The upstream industry’s track record in project execution has historically been a source of doubt for investors. Wood Mackenzie’s research shows that over the past decade, the average project was delivered six months late, with costs up 14 percent versus the forecast at final investment decision (FID).

The conventional industry’s opex spend is over $340 billion each year, and while new developments stand to benefit most from digitalization, it can also be implemented at existing fields, with remarkable results, says Wood Mackenzi. The analysis below is based on a five percent reduction in annual field operating costs, and a one percent increase in annual field production.

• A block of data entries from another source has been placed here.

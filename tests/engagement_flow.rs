use std::sync::Arc;

use chrono::NaiveDate;
use tokio_test::assert_ok;

use cinegraph::db::{EngagementGateway, MemoryGateway};
use cinegraph::models::{FilmId, Genre, PopularityFilter, User, UserId};
use cinegraph::{EngagementStore, FriendshipGraph, RecommendationEngine, ReviewScoreTracker};

fn init_tracing() {
    let _ = tracing_subscriber::fmt()
        .with_env_filter("info")
        .try_init();
}

fn date(year: i32) -> NaiveDate {
    NaiveDate::from_ymd_opt(year, 5, 20).unwrap()
}

struct App {
    gateway: Arc<MemoryGateway>,
    friendships: FriendshipGraph,
    engagement: EngagementStore,
    recommendations: RecommendationEngine,
    reviews: ReviewScoreTracker,
}

impl App {
    fn new() -> Self {
        let gateway = Arc::new(MemoryGateway::new());
        Self {
            friendships: FriendshipGraph::new(gateway.clone()),
            engagement: EngagementStore::new(gateway.clone()),
            recommendations: RecommendationEngine::new(gateway.clone()),
            reviews: ReviewScoreTracker::new(gateway.clone()),
            gateway,
        }
    }

    async fn user(&self, tag: &str) -> User {
        self.gateway
            .create_user(
                &format!("{}@example.com", tag),
                tag,
                tag,
                date(1988),
            )
            .await
    }
}

#[tokio::test]
async fn test_friendship_lifecycle_end_to_end() {
    init_tracing();
    let app = App::new();
    let alice = app.user("alice").await;
    let bob = app.user("bob").await;
    let carol = app.user("carol").await;

    assert_ok!(app.friendships.add_friend(alice.id, bob.id).await);
    assert_ok!(app.friendships.add_friend(carol.id, bob.id).await);
    assert_ok!(app.friendships.add_friend(bob.id, alice.id).await);

    let alices: Vec<UserId> = app
        .friendships
        .get_friends(alice.id)
        .await
        .unwrap()
        .into_iter()
        .map(|u| u.id)
        .collect();
    assert_eq!(alices, vec![bob.id]);

    // Alice and Carol both point at Bob
    let common: Vec<UserId> = app
        .friendships
        .get_common_friends(alice.id, carol.id)
        .await
        .unwrap()
        .into_iter()
        .map(|u| u.id)
        .collect();
    assert_eq!(common, vec![bob.id]);

    // Unfriending one side leaves the other side pending, not gone
    assert!(app.friendships.delete_friend(alice.id, bob.id).await.unwrap());
    assert!(app.friendships.get_friends(alice.id).await.unwrap().is_empty());
    let bobs: Vec<UserId> = app
        .friendships
        .get_friends(bob.id)
        .await
        .unwrap()
        .into_iter()
        .map(|u| u.id)
        .collect();
    assert_eq!(bobs, vec![alice.id]);
}

#[tokio::test]
async fn test_likes_drive_popularity_and_recommendations() {
    init_tracing();
    let app = App::new();
    let alice = app.user("alice").await;
    let bob = app.user("bob").await;

    let scifi = Genre {
        id: 6,
        name: "Science Fiction".to_string(),
    };
    let metropolis = app
        .gateway
        .create_film("Metropolis", date(1927), 153, vec![scifi.clone()])
        .await;
    let alien = app
        .gateway
        .create_film("Alien", date(1979), 117, vec![scifi])
        .await;
    let casablanca = app
        .gateway
        .create_film("Casablanca", date(1942), 102, vec![])
        .await;

    assert_ok!(app.engagement.add_like(metropolis.id, alice.id).await);
    assert_ok!(app.engagement.add_like(alien.id, alice.id).await);
    assert_ok!(app.engagement.add_like(alien.id, bob.id).await);
    assert_ok!(app.engagement.add_like(casablanca.id, bob.id).await);

    let popular: Vec<FilmId> = app
        .engagement
        .get_most_popular(10, PopularityFilter::default())
        .await
        .unwrap()
        .into_iter()
        .map(|r| r.film.id)
        .collect();
    assert_eq!(popular, vec![alien.id, metropolis.id, casablanca.id]);

    let scifi_only: Vec<FilmId> = app
        .engagement
        .get_most_popular(
            10,
            PopularityFilter {
                genre_id: Some(6),
                year: None,
            },
        )
        .await
        .unwrap()
        .into_iter()
        .map(|r| r.film.id)
        .collect();
    assert_eq!(scifi_only, vec![alien.id, metropolis.id]);

    let common: Vec<FilmId> = app
        .engagement
        .get_common_films(alice.id, bob.id)
        .await
        .unwrap()
        .into_iter()
        .map(|r| r.film.id)
        .collect();
    assert_eq!(common, vec![alien.id]);

    // Bob shares Alien with Alice, so she inherits Casablanca and he
    // inherits Metropolis
    let for_alice: Vec<FilmId> = app
        .recommendations
        .recommend(alice.id)
        .await
        .unwrap()
        .into_iter()
        .map(|f| f.id)
        .collect();
    assert_eq!(for_alice, vec![casablanca.id]);

    let for_bob: Vec<FilmId> = app
        .recommendations
        .recommend(bob.id)
        .await
        .unwrap()
        .into_iter()
        .map(|f| f.id)
        .collect();
    assert_eq!(for_bob, vec![metropolis.id]);
}

#[tokio::test]
async fn test_review_reactions_end_to_end() {
    init_tracing();
    let app = App::new();
    let author = app.user("author").await;
    let reader = app.user("reader").await;
    let skeptic = app.user("skeptic").await;

    let film = app
        .gateway
        .create_film("Seven Samurai", date(1954), 207, vec![])
        .await;
    let review = app
        .gateway
        .create_review(film.id, author.id, "still the blueprint", true)
        .await;
    assert_eq!(review.useful, 0);

    let after_up = app
        .reviews
        .add_reaction(review.id, reader.id, true)
        .await
        .unwrap();
    assert_eq!(after_up.useful, 1);

    let after_down = app
        .reviews
        .add_reaction(review.id, skeptic.id, false)
        .await
        .unwrap();
    assert_eq!(after_down.useful, 0);

    // The skeptic comes around: a flip swings the tally by two
    let after_flip = app
        .reviews
        .add_reaction(review.id, skeptic.id, true)
        .await
        .unwrap();
    assert_eq!(after_flip.useful, 2);

    let listed = app.reviews.get_reviews(Some(film.id), 10).await.unwrap();
    assert_eq!(listed.len(), 1);
    assert_eq!(listed[0].useful, 2);

    let after_remove = app
        .reviews
        .remove_reaction(review.id, reader.id, true)
        .await
        .unwrap();
    assert_eq!(after_remove.useful, 1);
}

#[tokio::test]
async fn test_concurrent_reactions_never_lose_updates() {
    init_tracing();
    let app = App::new();
    let author = app.user("author").await;

    let film = app
        .gateway
        .create_film("Rashomon", date(1950), 88, vec![])
        .await;
    let review = app
        .gateway
        .create_review(film.id, author.id, "testimony disagrees", true)
        .await;

    let mut voters = Vec::new();
    for i in 0..20 {
        voters.push(app.user(&format!("voter{}", i)).await);
    }

    let tracker = Arc::new(ReviewScoreTracker::new(app.gateway.clone()));
    let mut tasks = Vec::new();
    for voter in voters {
        let tracker = tracker.clone();
        let review_id = review.id;
        tasks.push(tokio::spawn(async move {
            tracker.add_reaction(review_id, voter.id, true).await
        }));
    }
    for task in tasks {
        task.await.unwrap().unwrap();
    }

    let stored = app.gateway.load_review(review.id).await.unwrap().unwrap();
    assert_eq!(stored.useful, 20);
}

For many assets, this is already a conservative assumption. For example, Total expects an opex reduction of almost 10 percent at the under-development Culzean field in the U.K. North Sea through the application of a digital package.

Production gains through increased uptime is a potentially more valuable gain. For example, a one percent increase from each conventional producing asset on stream globally in 2018 would result in an additional 1.3 million barrels of oil equivalent per day in the market – this is roughly equivalent to the total output from Libya.

Aitken says that large shocks to the system precipitate action, and automation efforts gathered speed in the last three years following the oil price crash and subsequent recovery. BP claims to have added 30,000 barrels of production last year due to its use of the APEX system and cites an example in the Gulf of Mexico of system optimization being reduced from 24-30 hours to just 20 minutes.

While the majors may have more tools at their disposal, the transformational benefits digitalization offers are available to all, even the smallest operators, says Wood Mackenzie.